# EXERCISE DESCRIPTION
Repeat nothing but the lines below running from the one containing "beyond the seed." to the one containing "else if self.steps.len()". Keep both end lines.

Records from a dataset
☆ ☆ ☆ ☆

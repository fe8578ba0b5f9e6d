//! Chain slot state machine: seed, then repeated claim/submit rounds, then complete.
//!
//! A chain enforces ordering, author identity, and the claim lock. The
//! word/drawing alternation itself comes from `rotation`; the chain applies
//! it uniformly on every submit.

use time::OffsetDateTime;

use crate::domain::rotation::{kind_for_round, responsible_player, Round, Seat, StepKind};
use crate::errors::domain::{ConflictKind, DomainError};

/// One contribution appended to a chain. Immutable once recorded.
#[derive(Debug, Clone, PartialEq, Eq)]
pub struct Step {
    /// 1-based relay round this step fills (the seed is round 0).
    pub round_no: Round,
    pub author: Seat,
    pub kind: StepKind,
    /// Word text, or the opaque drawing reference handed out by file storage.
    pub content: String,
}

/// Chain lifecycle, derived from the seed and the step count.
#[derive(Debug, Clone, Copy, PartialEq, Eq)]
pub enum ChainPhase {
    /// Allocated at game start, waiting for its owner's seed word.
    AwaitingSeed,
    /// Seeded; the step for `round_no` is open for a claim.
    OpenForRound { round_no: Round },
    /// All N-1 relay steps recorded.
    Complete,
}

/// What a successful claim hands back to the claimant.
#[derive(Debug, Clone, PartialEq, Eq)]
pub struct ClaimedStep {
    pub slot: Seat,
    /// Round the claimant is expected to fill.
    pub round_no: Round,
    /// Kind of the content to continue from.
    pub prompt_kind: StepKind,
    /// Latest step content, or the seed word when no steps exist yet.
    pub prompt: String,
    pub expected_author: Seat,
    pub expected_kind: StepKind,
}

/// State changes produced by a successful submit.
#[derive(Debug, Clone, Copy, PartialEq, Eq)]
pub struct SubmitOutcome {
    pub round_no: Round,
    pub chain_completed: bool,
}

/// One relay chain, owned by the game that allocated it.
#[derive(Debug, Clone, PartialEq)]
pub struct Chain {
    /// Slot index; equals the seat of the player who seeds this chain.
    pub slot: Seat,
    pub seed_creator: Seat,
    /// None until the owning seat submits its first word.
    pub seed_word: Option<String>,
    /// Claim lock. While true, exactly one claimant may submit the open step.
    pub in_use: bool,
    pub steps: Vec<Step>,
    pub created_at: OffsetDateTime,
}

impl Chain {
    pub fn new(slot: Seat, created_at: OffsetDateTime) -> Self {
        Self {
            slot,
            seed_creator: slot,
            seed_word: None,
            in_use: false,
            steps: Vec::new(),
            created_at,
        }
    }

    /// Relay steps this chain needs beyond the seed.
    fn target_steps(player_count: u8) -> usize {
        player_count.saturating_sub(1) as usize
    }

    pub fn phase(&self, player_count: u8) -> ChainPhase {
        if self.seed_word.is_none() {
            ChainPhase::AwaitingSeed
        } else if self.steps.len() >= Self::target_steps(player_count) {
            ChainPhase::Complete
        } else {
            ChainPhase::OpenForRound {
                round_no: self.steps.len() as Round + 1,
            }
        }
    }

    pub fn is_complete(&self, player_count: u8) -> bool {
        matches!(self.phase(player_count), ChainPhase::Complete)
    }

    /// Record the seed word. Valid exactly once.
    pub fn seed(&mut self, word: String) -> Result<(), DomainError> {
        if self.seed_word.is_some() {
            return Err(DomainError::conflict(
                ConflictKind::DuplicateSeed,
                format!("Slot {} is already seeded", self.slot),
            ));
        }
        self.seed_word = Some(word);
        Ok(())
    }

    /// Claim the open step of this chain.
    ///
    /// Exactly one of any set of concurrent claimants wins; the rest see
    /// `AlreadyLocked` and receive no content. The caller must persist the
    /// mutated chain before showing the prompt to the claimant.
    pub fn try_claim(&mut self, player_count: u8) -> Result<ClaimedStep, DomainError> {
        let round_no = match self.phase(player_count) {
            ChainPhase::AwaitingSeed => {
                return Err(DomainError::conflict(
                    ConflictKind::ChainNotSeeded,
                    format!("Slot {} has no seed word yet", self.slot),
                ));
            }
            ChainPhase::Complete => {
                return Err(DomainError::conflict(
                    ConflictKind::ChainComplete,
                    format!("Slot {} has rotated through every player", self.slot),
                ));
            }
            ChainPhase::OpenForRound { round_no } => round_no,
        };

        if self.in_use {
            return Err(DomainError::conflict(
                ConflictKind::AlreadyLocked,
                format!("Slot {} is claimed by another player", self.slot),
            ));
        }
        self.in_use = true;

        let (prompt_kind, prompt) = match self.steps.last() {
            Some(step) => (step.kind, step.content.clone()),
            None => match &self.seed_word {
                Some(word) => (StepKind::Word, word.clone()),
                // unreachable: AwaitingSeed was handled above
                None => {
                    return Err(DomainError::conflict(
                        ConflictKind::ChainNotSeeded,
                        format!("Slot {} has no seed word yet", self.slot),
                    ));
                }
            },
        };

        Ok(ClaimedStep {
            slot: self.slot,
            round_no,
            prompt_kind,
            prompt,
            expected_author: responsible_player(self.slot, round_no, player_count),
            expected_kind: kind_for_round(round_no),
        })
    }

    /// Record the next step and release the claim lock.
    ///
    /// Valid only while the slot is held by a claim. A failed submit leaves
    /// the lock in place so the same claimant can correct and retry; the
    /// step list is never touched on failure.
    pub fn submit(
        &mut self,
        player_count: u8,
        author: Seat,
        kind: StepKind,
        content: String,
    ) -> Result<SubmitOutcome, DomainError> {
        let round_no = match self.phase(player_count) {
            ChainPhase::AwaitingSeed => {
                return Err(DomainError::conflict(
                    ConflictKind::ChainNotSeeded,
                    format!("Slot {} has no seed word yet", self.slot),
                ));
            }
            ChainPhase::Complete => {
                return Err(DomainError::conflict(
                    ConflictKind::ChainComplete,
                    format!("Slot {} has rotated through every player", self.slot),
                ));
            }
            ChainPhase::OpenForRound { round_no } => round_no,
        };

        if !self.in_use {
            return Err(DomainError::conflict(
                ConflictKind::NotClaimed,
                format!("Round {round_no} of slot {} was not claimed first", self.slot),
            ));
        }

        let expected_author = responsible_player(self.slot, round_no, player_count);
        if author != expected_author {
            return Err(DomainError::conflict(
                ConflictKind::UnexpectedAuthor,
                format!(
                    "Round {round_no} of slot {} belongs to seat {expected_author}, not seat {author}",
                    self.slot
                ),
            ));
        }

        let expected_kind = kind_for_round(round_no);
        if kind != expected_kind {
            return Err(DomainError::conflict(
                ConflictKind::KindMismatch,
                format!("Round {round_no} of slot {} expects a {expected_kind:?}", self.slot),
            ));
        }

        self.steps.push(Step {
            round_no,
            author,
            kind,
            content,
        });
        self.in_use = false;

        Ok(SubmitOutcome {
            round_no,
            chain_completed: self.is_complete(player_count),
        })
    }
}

☆ ☆ ☆ ☆

# EXERCISE OUTPUT
    /// Relay steps this chain needs beyond the seed.
    fn target_steps(player_count: u8) -> usize {
        player_count.saturating_sub(1) as usize
    }

    pub fn phase(&self, player_count: u8) -> ChainPhase {
        if self.seed_word.is_none() {
            ChainPhase::AwaitingSeed
        } else if self.steps.len() >= Self::target_steps(player_count) {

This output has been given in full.